Duits : Gänsesäger
Engels : Goosander
Frans : Harle bièvre
Fries : Grutte Bûnte Dûkein
Betekenis wetenschappelijke naam:
duikergans.
De randen van de spitse slanke snavel zijn voorzien van een groot aantal scherpe naar achteren gerichte tandjes als van een zaag. De sneb is daardoor uitermate doelmatig bij het vangen en vasthouden van vis, het hoofdvoedsel van de zaagbekken.
Net als de Nederlandese benaming verwijzen enkele streeknamen naar de bijzondere bek zoals Zagebek, Zoageend (Gr), Zager (Kam) en Penduiker (Ree).
De grootste der zaagbekken heeft een lang, slank lichaam en is een uitstekend duiker.
De kleurrijke woerd heeft een zalmkleurige witte borst en buik en een groenzwarte kop. De kop van het vrouwtje is kastanjebruin en voorzien van een kuif. Met dit uiterlijk en de bedoelde duikkwaliteiten hangen samen de Friese namen Greate Bûnte Dûk(el)ein, Greate Bûnte Dûker en Greate Saechbek. In andere gewesten gebruikt men de namen Dubbele Zaagbek (NB), Grote Duikergans (NB), Bonte Visser (Ree) en Roséwaard, welke laatste ‘roze woerd’ betekent.

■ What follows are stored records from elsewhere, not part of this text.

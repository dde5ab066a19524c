use std::fmt::{Debug, Formatter, Result as FmtResult};
use std::sync::Arc;

use parking_lot::RwLock;

use crate::activation::{
    ActivationActionStrategy, ActivationStrategy, DeactivationActionStrategy, DisposeStrategy,
    MemberInjectionStrategy, Phase, ProxyStrategy, StartStrategy, StopStrategy,
};
use crate::interception::AdviceRegistry;
use crate::kernel::context::{Context, InstanceSlot, SlotState};
use crate::kernel::resolver::{ActivationError, Resolver};
use crate::kernel::Instance;
use crate::planning::MemberKind;

/// Runs the activation strategies against contexts.
///
/// Within a phase, strategies run in the order they were added.
pub struct Activator {
    strategies: RwLock<Vec<Arc<dyn ActivationStrategy>>>,
}

impl Activator {
    pub fn new(strategies: Vec<Arc<dyn ActivationStrategy>>) -> Self {
        Self {
            strategies: RwLock::new(strategies),
        }
    }

    /// The default chain: field, property and method injection, then the
    /// start hook, activation actions and proxying; on destruction the
    /// deactivation actions, the stop hook and disposal.
    pub fn standard(advice: Arc<AdviceRegistry>) -> Self {
        Self::new(vec![
            Arc::new(MemberInjectionStrategy::new(MemberKind::Field)),
            Arc::new(MemberInjectionStrategy::new(MemberKind::Property)),
            Arc::new(MemberInjectionStrategy::new(MemberKind::Method)),
            Arc::new(StartStrategy),
            Arc::new(ActivationActionStrategy),
            Arc::new(ProxyStrategy::new(advice)),
            Arc::new(DeactivationActionStrategy),
            Arc::new(StopStrategy),
            Arc::new(DisposeStrategy),
        ])
    }

    pub fn add_strategy(&self, strategy: Arc<dyn ActivationStrategy>) {
        self.strategies.write().push(strategy);
    }

    /// Removes `strategy`, compared by identity. Returns whether it was
    /// registered.
    pub fn remove_strategy(&self, strategy: &Arc<dyn ActivationStrategy>) -> bool {
        let mut strategies = self.strategies.write();
        let before = strategies.len();
        strategies.retain(|other| !Arc::ptr_eq(other, strategy));
        strategies.len() != before
    }

    pub fn strategies(&self) -> Vec<Arc<dyn ActivationStrategy>> {
        self.strategies.read().clone()
    }

    fn strategies_of(&self, phase: Phase) -> Vec<Arc<dyn ActivationStrategy>> {
        self.strategies
            .read()
            .iter()
            .filter(|strategy| strategy.phase() == phase)
            .cloned()
            .collect()
    }

    fn run(
        &self,
        phase: Phase,
        resolver: &dyn Resolver,
        context: &Arc<Context>,
    ) -> Result<(), ActivationError> {
        tracing::trace!(binding = %context.binding(), %phase, "running activation phase");
        for strategy in self.strategies_of(phase) {
            strategy.execute(resolver, context)?;
        }
        Ok(())
    }

    /// Brings the object of `context` to the initialized state and returns
    /// the instance handed out to callers.
    ///
    /// Creation happens only from the empty state. Initialization happens
    /// exactly once: a later call returns the initialized instance, and a
    /// call made while the context is still being initialized means the
    /// object depends on itself.
    ///
    /// A failure leaves the context where it stopped. Side effects of the
    /// constructor or of earlier strategies are not undone.
    pub fn activate(
        &self,
        resolver: &dyn Resolver,
        context: &Arc<Context>,
    ) -> Result<Instance, ActivationError> {
        match context.state() {
            SlotState::Empty => self.create(resolver, context)?,
            SlotState::Created | SlotState::Initialized => {}
            state @ SlotState::Destroyed => {
                return Err(ActivationError::InvalidOperation {
                    operation: "activate",
                    state,
                    chain: context.chain(),
                })
            }
        }

        if context.begin_initialization() {
            return context
                .instance()
                .ok_or_else(|| ActivationError::CyclicDependency {
                    service: context.service(),
                    chain: context.chain(),
                });
        }

        self.run(Phase::Initialize, resolver, context)?;
        self.seal(context)?;
        self.run(Phase::AfterInitialize, resolver, context)?;

        let instance = context.instance().ok_or_else(|| ActivationError::InvalidOperation {
            operation: "activate",
            state: context.state(),
            chain: context.chain(),
        })?;
        tracing::debug!(
            binding = %context.binding(),
            implementation = %context.plan().implementation(),
            "activated instance",
        );
        Ok(instance)
    }

    fn create(&self, resolver: &dyn Resolver, context: &Arc<Context>) -> Result<(), ActivationError> {
        self.run(Phase::BeforeCreate, resolver, context)?;

        let raw = context
            .binding()
            .provider()
            .create(resolver, context)?
            .ok_or_else(|| ActivationError::ProviderFailed {
                service: context.service(),
                chain: context.chain(),
            })?;
        {
            let mut slot = context.slot();
            if let state @ (SlotState::Created | SlotState::Initialized | SlotState::Destroyed) =
                slot.state()
            {
                return Err(ActivationError::InvalidOperation {
                    operation: "create",
                    state,
                    chain: context.chain(),
                });
            }
            *slot = InstanceSlot::Created(raw);
        }

        self.run(Phase::AfterCreate, resolver, context)
    }

    fn seal(&self, context: &Arc<Context>) -> Result<(), ActivationError> {
        let mut slot = context.slot();
        let raw = match std::mem::take(&mut *slot) {
            InstanceSlot::Created(raw) => raw,
            other => {
                let state = other.state();
                *slot = other;
                return Err(ActivationError::InvalidOperation {
                    operation: "initialize",
                    state,
                    chain: context.chain(),
                });
            }
        };
        let reference = context.binding().provider().seal(context, raw)?;
        *slot = InstanceSlot::Initialized(reference);
        Ok(())
    }

    /// Runs the destruction phases on the object of `context` and marks it
    /// destroyed.
    ///
    /// Every strategy of every phase runs even if an earlier one failed. The
    /// failures are returned together.
    pub fn destroy(
        &self,
        resolver: &dyn Resolver,
        context: &Arc<Context>,
    ) -> Result<(), ActivationError> {
        let state = context.state();
        if matches!(state, SlotState::Empty | SlotState::Destroyed) {
            return Err(ActivationError::InvalidOperation {
                operation: "destroy",
                state,
                chain: context.chain(),
            });
        }

        let mut failures = Vec::new();
        for phase in Phase::DESTRUCTION {
            for strategy in self.strategies_of(phase) {
                if let Err(err) = strategy.execute(resolver, context) {
                    tracing::warn!(
                        binding = %context.binding(),
                        %phase,
                        error = %err,
                        "destruction step failed",
                    );
                    match err {
                        ActivationError::Destruction { failures: nested } => {
                            failures.extend(nested)
                        }
                        err => failures.push(err),
                    }
                }
            }
        }
        *context.slot() = InstanceSlot::Destroyed;
        tracing::debug!(binding = %context.binding(), "destroyed instance");

        if failures.is_empty() {
            Ok(())
        } else {
            Err(ActivationError::Destruction { failures })
        }
    }
}

impl Debug for Activator {
    fn fmt(&self, f: &mut Formatter<'_>) -> FmtResult {
        let phases: Vec<_> = self
            .strategies
            .read()
            .iter()
            .map(|strategy| strategy.phase())
            .collect();
        f.debug_struct("Activator")
            .field("strategies", &phases)
            .finish()
    }
}
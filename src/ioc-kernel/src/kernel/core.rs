use std::collections::HashMap;
use std::sync::atomic::{AtomicU64, Ordering};
use std::sync::Arc;

use crate::activation::Activator;
use crate::behavior::{Activated, ScopeId};
use crate::interception::{Advice, AdviceRegistry, InterceptorSource, MatchRule};
use crate::kernel::context::{Context, ContextChain, Parameters, ServiceRequest};
use crate::kernel::dependency::{ArgumentResolver, StandardArgumentResolver};
use crate::kernel::registry::{
    select_all, select_binding, Binding, BindingMap, Registration, RegistryError,
};
use crate::kernel::resolver::{ActivationError, Resolver};
use crate::kernel::{Instance, KernelSettings};
use crate::planning::{
    ActivationPlan, ConstructorSelectionStrategy, InterceptionPlanningStrategy,
    LifecyclePlanningStrategy, MemberKind, MemberPlanningStrategy, Planner, PlanningError,
    PlanningStrategy,
};
use crate::service::ServiceType;

/// The shared state behind every [`Kernel`] handle.
///
/// Bindings are frozen once the core is built. Everything mutable lives in
/// the planner's plan cache, the behaviors' instance caches and the advice
/// registry, each guarded by its own lock.
///
/// [`Kernel`]: crate::kernel::Kernel
pub struct KernelCore {
    bindings: BindingMap,
    planner: Planner,
    activator: Activator,
    advice: Arc<AdviceRegistry>,
    settings: KernelSettings,
    next_scope: AtomicU64,
}

impl KernelCore {
    pub fn new(registration: Registration, settings: KernelSettings) -> Self {
        let Registration {
            bindings,
            catalog,
            interceptors,
            advice,
        } = registration;

        let registry = Arc::new(AdviceRegistry::new());
        for advice in advice {
            registry.register(advice);
        }
        for binding in bindings.iter() {
            for advice in binding.advice() {
                registry.register(scoped_to_binding(binding, advice));
            }
        }

        let planner = Planner::new(
            Arc::new(catalog),
            standard_planning_strategies(Arc::clone(&registry), interceptors),
        );
        let activator = Activator::standard(Arc::clone(&registry));

        Self {
            bindings,
            planner,
            activator,
            advice: registry,
            settings,
            next_scope: AtomicU64::new(1),
        }
    }

    pub fn bindings(&self) -> &BindingMap {
        &self.bindings
    }

    pub fn planner(&self) -> &Planner {
        &self.planner
    }

    pub fn activator(&self) -> &Activator {
        &self.activator
    }

    pub fn advice(&self) -> &Arc<AdviceRegistry> {
        &self.advice
    }

    pub fn settings(&self) -> &KernelSettings {
        &self.settings
    }

    pub fn next_scope_id(&self) -> ScopeId {
        ScopeId::new(self.next_scope.fetch_add(1, Ordering::Relaxed))
    }

    /// Activates every unconditional binding whose behavior allows it.
    pub fn activate_eagerly(&self) -> Result<(), RegistryError> {
        for binding in self.bindings.iter() {
            if binding.condition().is_some() {
                continue;
            }
            let service = binding.service();
            let request = ServiceRequest::new(service, Parameters::new());
            let eager = |source| RegistryError::EagerActivation { service, source };
            let plan = self.plan_for(binding, &request).map_err(eager)?;
            if !binding.behavior(&plan).is_eager() {
                continue;
            }
            self.activate_binding(request, Arc::clone(binding))
                .map_err(eager)?;
            tracing::debug!(binding = %binding, "eagerly activated instance");
        }
        Ok(())
    }

    fn plan_for(
        &self,
        binding: &Binding,
        request: &ServiceRequest,
    ) -> Result<Arc<ActivationPlan>, ActivationError> {
        let implementation = binding.implementation_type(request);
        self.planner
            .get_plan(binding, implementation)
            .map_err(|err| planning_failure(err, request.chain_with(Some(binding))))
    }

    fn activate_binding(
        &self,
        request: ServiceRequest,
        binding: Arc<Binding>,
    ) -> Result<Instance, ActivationError> {
        if request
            .ancestors()
            .any(|context| context.binding().id() == binding.id())
        {
            return Err(ActivationError::CyclicDependency {
                service: request.service(),
                chain: request.chain_with(Some(&binding)),
            });
        }

        let plan = self.plan_for(&binding, &request)?;
        let context = Arc::new(Context::new(request, Arc::clone(&binding), plan));
        let behavior = binding.behavior(context.plan());
        behavior.resolve(&context, &mut || {
            self.activator
                .activate(self, &context)
                .map(|instance| Activated::new(instance, Arc::clone(&context)))
        })
    }

    /// Evicts the tracked instance at `address` from the behavior caching it
    /// and destroys it. Returns false if no behavior tracks it.
    pub fn release(&self, address: usize) -> Result<bool, ActivationError> {
        for binding in self.bindings.iter() {
            let Some(behavior) = binding.initialized_behavior() else {
                continue;
            };
            if let Some(activated) = behavior.release(address) {
                tracing::debug!(
                    binding = %binding,
                    address,
                    "released tracked instance",
                );
                self.activator.destroy(self, &activated.context)?;
                return Ok(true);
            }
        }
        Ok(false)
    }

    /// Destroys every instance cached for `scope`.
    pub fn end_scope(&self, scope: ScopeId) -> Result<(), ActivationError> {
        let released: Vec<Activated> = self
            .bindings
            .iter()
            .filter_map(|binding| binding.initialized_behavior())
            .flat_map(|behavior| behavior.release_scope(scope))
            .collect();
        tracing::debug!(scope = %scope, instances = released.len(), "ending activation scope");
        self.destroy_all(released)
    }

    fn destroy_all(&self, released: Vec<Activated>) -> Result<(), ActivationError> {
        let mut failures: Vec<_> = released
            .iter()
            .filter_map(|activated| self.activator.destroy(self, &activated.context).err())
            .collect();
        match failures.len() {
            0 => Ok(()),
            1 => Err(failures.remove(0)),
            _ => Err(ActivationError::Destruction { failures }),
        }
    }
}

impl Resolver for KernelCore {
    fn resolve_request(
        &self,
        request: ServiceRequest,
    ) -> Result<Option<Instance>, ActivationError> {
        let bindings = self.bindings.get(request.service());
        let binding = match select_binding(bindings, &request) {
            Ok(binding) => binding,
            Err(ActivationError::NotFound { .. }) if request.is_optional() => {
                tracing::trace!(service = %request.service(), "optional request not satisfied");
                return Ok(None);
            }
            Err(err) => return Err(err),
        };
        self.activate_binding(request, binding).map(Some)
    }

    fn resolve_all_requests(
        &self,
        request: ServiceRequest,
    ) -> Result<Vec<Instance>, ActivationError> {
        select_all(self.bindings.get(request.service()), &request)
            .into_iter()
            .map(|binding| self.activate_binding(request.clone(), binding))
            .collect()
    }

    fn coerce(&self, value: &Instance, target: ServiceType) -> Option<Instance> {
        if !self.settings.is_coercing_inline_arguments() {
            return None;
        }
        self.settings.get_coercer().coerce(value, target)
    }
}

impl Drop for KernelCore {
    fn drop(&mut self) {
        let released: Vec<Activated> = self
            .bindings
            .iter()
            .filter_map(|binding| binding.initialized_behavior())
            .flat_map(|behavior| behavior.clear())
            .collect();
        if released.is_empty() {
            return;
        }
        tracing::debug!(instances = released.len(), "destroying cached instances");
        if let Err(err) = self.destroy_all(released) {
            tracing::warn!(error = %err, "failed to destroy cached instances");
        }
    }
}

fn standard_planning_strategies(
    registry: Arc<AdviceRegistry>,
    interceptors: HashMap<&'static str, InterceptorSource>,
) -> Vec<Arc<dyn PlanningStrategy>> {
    let arguments: Arc<dyn ArgumentResolver> = Arc::new(StandardArgumentResolver);
    vec![
        Arc::new(ConstructorSelectionStrategy::new(Arc::clone(&arguments))),
        Arc::new(MemberPlanningStrategy::new(
            MemberKind::Field,
            Arc::clone(&arguments),
        )),
        Arc::new(MemberPlanningStrategy::new(
            MemberKind::Property,
            Arc::clone(&arguments),
        )),
        Arc::new(MemberPlanningStrategy::new(MemberKind::Method, arguments)),
        Arc::new(LifecyclePlanningStrategy),
        Arc::new(InterceptionPlanningStrategy::new(
            registry,
            Arc::new(interceptors),
        )),
    ]
}

/// Advice declared on a binding only applies to calls on objects activated
/// through that binding.
fn scoped_to_binding(binding: &Binding, advice: &Advice) -> Advice {
    let id = binding.id();
    let rule = advice.rule().clone();
    Advice::new(
        MatchRule::predicate(move |request| request.binding() == Some(id) && rule.matches(request)),
        advice.source().clone(),
        advice.order(),
    )
}

fn planning_failure(err: PlanningError, chain: ContextChain) -> ActivationError {
    match err {
        PlanningError::AmbiguousConstructor {
            implementation,
            count,
        } => ActivationError::AmbiguousConstructor {
            implementation,
            count,
            chain,
        },
        PlanningError::NoConstructor { implementation } => ActivationError::NoConstructor {
            implementation,
            chain,
        },
        PlanningError::UnknownInterceptor {
            implementation,
            name,
        } => ActivationError::UnknownInterceptor {
            implementation,
            name,
            chain,
        },
    }
}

De volksnamen Boterbuik (NB, Ree), Giele Jolling (Fr) en zelfs het merkwaardige Korporaal (NB) hebben deels betrekking op de lichte kleur van de buik. De laatste naam doelt op de ‘corporaal’, een gewijd wit linnen doekje waarop in rooms-katholieke kerken het altaarsacrament rust. Het vermelde Jolling - ‘aanspoelsel van riet’ - dat ook voorkomt bij de namen voor de Kuifeend, Toppereend en Middelste Zaagbek, verwijst waarschijnlijk naar de kuif.
In de Meierij wordt de vogel Wiltsein of Wilte genoemd. De betekenis van deze namen is wilde eend.
Plaatselijk in Friesland vinden we de naam Rotskear; de achtergrond van deze naam (‘rode schaar’) is een verwijzing naar de zalmkleurige borst en de getande snavel.